PURPOSE: To make a force applied to constituent elements of an inlet flow guide and a turbine blade smaller by constituting the inlet flow guide to comprise a shroud plate, a bridge piece, attachment members, biasing members and sealing members. CONSTITUTION: Attachment members 47, to which biasing members 49 and sealing members 51 are mounted, are fit and then fixed in bores 69 of a bridge piece 45 and tapped bores 65 of a shroud plate 43. Subsequently, the shroud 43 is affixed to confronting stationary blades 13, 15 in the state that an inlet flow guide 1 is accommodated in a low-pressure turbine. Here, a clearance 57 is formed between two opposite ends 59, 61 of cylindrical members 53 and 54 to enable the thermal expansion and contraction of parts of a housing and the shroud plate 43. Further, each of the bores 69 has a predetermined size adaptable to any motion or displacement caused by temperature effects, mechanical effects and pressure effects that are expected to occur during the operation of the low-pressure turbine. Therefore, excessive vibration of a turbine blade is prevented.

Description

[Detailed description of the invention] The present invention relates to an artificial flow guide for a low pressure turbine.
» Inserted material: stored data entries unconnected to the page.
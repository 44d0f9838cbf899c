//! Local voice transport: serves the encoded Ogg stream to any TCP client,
//! e.g. `ffplay tcp://127.0.0.1:7878`.

use super::{VoiceConnection, VoiceResource, VoiceTransport};
use crate::{
    processor::EncodedStream,
    song::{ChannelId, GuildId, UserId},
};
use anyhow::{Context, Result};
use async_trait::async_trait;
use bytes::{Bytes, BytesMut};
use std::{
    net::SocketAddr,
    sync::{
        atomic::{AtomicBool, Ordering},
        Arc, Mutex, MutexGuard, PoisonError,
    },
};
use tokio::{
    io::AsyncWriteExt,
    net::{TcpListener, TcpStream},
    sync::{broadcast, watch},
    task::JoinHandle,
};
use tokio_util::sync::CancellationToken;

/// The only channel of the local transport.
pub const LOCAL_CHANNEL: ChannelId = 1;

const CLIENT_BACKLOG: usize = 256;

/// Ogg pages carrying the Opus identification and comment headers.
const OGG_HEADER_PAGES: usize = 2;

fn lock<T>(mutex: &Mutex<T>) -> MutexGuard<'_, T> {
    mutex.lock().unwrap_or_else(PoisonError::into_inner)
}

/// Every user counts as sitting in [`LOCAL_CHANNEL`].
pub struct TcpTransport {
    listen: String,
}

impl TcpTransport {
    pub fn new(listen: impl Into<String>) -> Self {
        Self {
            listen: listen.into(),
        }
    }
}

#[async_trait]
impl VoiceTransport for TcpTransport {
    async fn user_channel(&self, _guild: GuildId, _user: UserId) -> Option<ChannelId> {
        Some(LOCAL_CHANNEL)
    }

    async fn connect(&self, guild: GuildId, channel: ChannelId) -> Result<Arc<dyn VoiceConnection>> {
        let connection = TcpConnection::bind(&self.listen).await?;
        info!(
            "[guild {guild}] Serving channel {channel} on tcp://{}",
            connection.local_addr()
        );
        Ok(Arc::new(connection))
    }
}

pub struct TcpConnection {
    addr: SocketAddr,
    clients: broadcast::Sender<Bytes>,
    /// Stream headers of the current resource, replayed to late clients
    header: Arc<Mutex<Bytes>>,
    paused: watch::Sender<bool>,
    current: Mutex<Option<Arc<TcpResource>>>,
    cancel: CancellationToken,
    tasks: Mutex<Vec<JoinHandle<()>>>,
}

impl TcpConnection {
    pub async fn bind(listen: &str) -> Result<Self> {
        let listener = TcpListener::bind(listen)
            .await
            .with_context(|| format!("Failed to listen on {listen}"))?;
        let addr = listener.local_addr()?;

        let (clients, _) = broadcast::channel(CLIENT_BACKLOG);
        let (paused, _) = watch::channel(false);
        let header = Arc::new(Mutex::new(Bytes::new()));
        let cancel = CancellationToken::new();

        let accept_loop = {
            let clients = clients.clone();
            let header = header.clone();
            let cancel = cancel.clone();
            tokio::spawn(async move {
                loop {
                    let result = tokio::select! {
                        _ = cancel.cancelled() => break,
                        result = accept(&listener, &clients, &header, &cancel) => result,
                    };

                    match result {
                        Ok(addr) => info!("Accepted connection from {}", addr),
                        Err(e) => warn!("Failed to accept connection: {}", e),
                    }
                }
            })
        };

        Ok(Self {
            addr,
            clients,
            header,
            paused,
            current: Mutex::new(None),
            cancel,
            tasks: Mutex::new(vec![accept_loop]),
        })
    }

    pub fn local_addr(&self) -> SocketAddr {
        self.addr
    }

    pub fn is_paused(&self) -> bool {
        *self.paused.borrow()
    }
}

async fn accept(
    listener: &TcpListener,
    clients: &broadcast::Sender<Bytes>,
    header: &Arc<Mutex<Bytes>>,
    cancel: &CancellationToken,
) -> Result<SocketAddr> {
    let (stream, addr) = listener.accept().await?;

    let rx = clients.subscribe();
    let header = lock(header).clone();
    let cancel = cancel.clone();

    tokio::spawn(async move {
        tokio::select! {
            _ = cancel.cancelled() => {}
            _ = serve_client(stream, header, rx) => {}
        }
        debug!("Client {} disconnected", addr);
    });

    Ok(addr)
}

async fn serve_client(mut stream: TcpStream, header: Bytes, mut rx: broadcast::Receiver<Bytes>) {
    // Players can only decode a stream that starts with its headers
    if !header.is_empty() {
        if let Err(e) = stream.write_all(&header).await {
            debug!("Failed to write stream header: {}", e);
            return;
        }
    }

    loop {
        let data = match rx.recv().await {
            Ok(data) => data,
            Err(broadcast::error::RecvError::Lagged(n)) => {
                warn!("Client lagged behind, skipped {n} packets");
                continue;
            }
            Err(broadcast::error::RecvError::Closed) => break,
        };

        if let Err(e) = stream.write_all(&data).await {
            debug!("Failed to write audio: {}", e);
            break;
        }
    }
}

/// Length of the first `pages` complete Ogg pages in `buf`, if present.
pub fn ogg_pages_len(buf: &[u8], pages: usize) -> Option<usize> {
    let mut offset = 0;

    for _ in 0..pages {
        let page = buf.get(offset..)?;
        if page.len() < 27 || &page[..4] != b"OggS" {
            return None;
        }

        let segments = page[26] as usize;
        let table = page.get(27..27 + segments)?;
        let body: usize = table.iter().map(|len| *len as usize).sum();

        let len = 27 + segments + body;
        if page.len() < len {
            return None;
        }
        offset += len;
    }

    Some(offset)
}

#[async_trait]
impl VoiceConnection for TcpConnection {
    async fn ready(&self) -> Result<()> {
        Ok(())
    }

    async fn play(&self, mut stream: EncodedStream) -> Result<Arc<dyn VoiceResource>> {
        self.stop();

        let resource = Arc::new(TcpResource::new(self.cancel.child_token()));
        *lock(&self.current) = Some(resource.clone());
        *lock(&self.header) = Bytes::new();

        let clients = self.clients.clone();
        let header = self.header.clone();
        let mut paused = self.paused.subscribe();
        let task = {
            let resource = resource.clone();
            tokio::spawn(async move {
                let mut pending_header = BytesMut::new();
                let mut header_done = false;

                let forward = async {
                    loop {
                        // Not pulling while paused leaves the audio buffered upstream
                        if paused.wait_for(|paused| !*paused).await.is_err() {
                            break;
                        }

                        let Some(data) = stream.recv().await else {
                            resource.ended.store(true, Ordering::SeqCst);
                            break;
                        };

                        if !header_done {
                            pending_header.extend_from_slice(&data);
                            if let Some(len) = ogg_pages_len(&pending_header, OGG_HEADER_PAGES) {
                                *lock(&header) = pending_header.split_to(len).freeze();
                                header_done = true;
                            }
                        }

                        // Pausing may have happened while waiting for data
                        if paused.wait_for(|paused| !*paused).await.is_err() {
                            break;
                        }

                        // No listeners is not an error
                        let _ = clients.send(data);
                    }
                };

                tokio::select! {
                    _ = resource.cancel.cancelled() => {}
                    _ = forward => {}
                }
            })
        };

        let mut tasks = lock(&self.tasks);
        tasks.retain(|task| !task.is_finished());
        tasks.push(task);

        Ok(resource)
    }

    fn pause(&self) {
        self.paused.send_replace(true);
    }

    fn unpause(&self) {
        self.paused.send_replace(false);
    }

    fn stop(&self) {
        if let Some(resource) = lock(&self.current).take() {
            resource.cancel.cancel();
        }
    }

    async fn destroy(&self) {
        self.stop();
        self.cancel.cancel();

        let tasks = std::mem::take(&mut *lock(&self.tasks));
        for task in tasks {
            task.abort();
            let _ = task.await;
        }

        info!("Closed tcp://{}", self.addr);
    }
}

impl Drop for TcpConnection {
    fn drop(&mut self) {
        self.cancel.cancel();
    }
}

pub struct TcpResource {
    ended: AtomicBool,
    cancel: CancellationToken,
}

impl TcpResource {
    fn new(cancel: CancellationToken) -> Self {
        Self {
            ended: AtomicBool::new(false),
            cancel,
        }
    }
}

impl VoiceResource for TcpResource {
    fn ended(&self) -> bool {
        self.ended.load(Ordering::SeqCst)
    }

    fn error(&self) -> Option<String> {
        None
    }
}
The low pressure turbine has an artificial flow guide along the steam path therethrough to direct the incoming steam into two flow paths. Steam flows through separate rows of turbine blades, each typically beginning with a stator vane, and is then discharged from the turbine.

The artificial flow guide is typically a shroud plate attached to and extending between the first facing vanes.

Traditionally, inlet flow guides are supported within the turbine by radial supports attached to the turbine housing. These radial supports impede the flow of steam, which causes the artificial flow guide and turbine blades to vibrate, which can cause these parts of the turbine to become overstressed and wear out. Additionally, steam leaks through gaps between the circumferential portions of the shroud plates.

Thus, clamping members are used for inlet flow guides and turbine blade vibration isolation, and springback seals are used to prevent steam leakage.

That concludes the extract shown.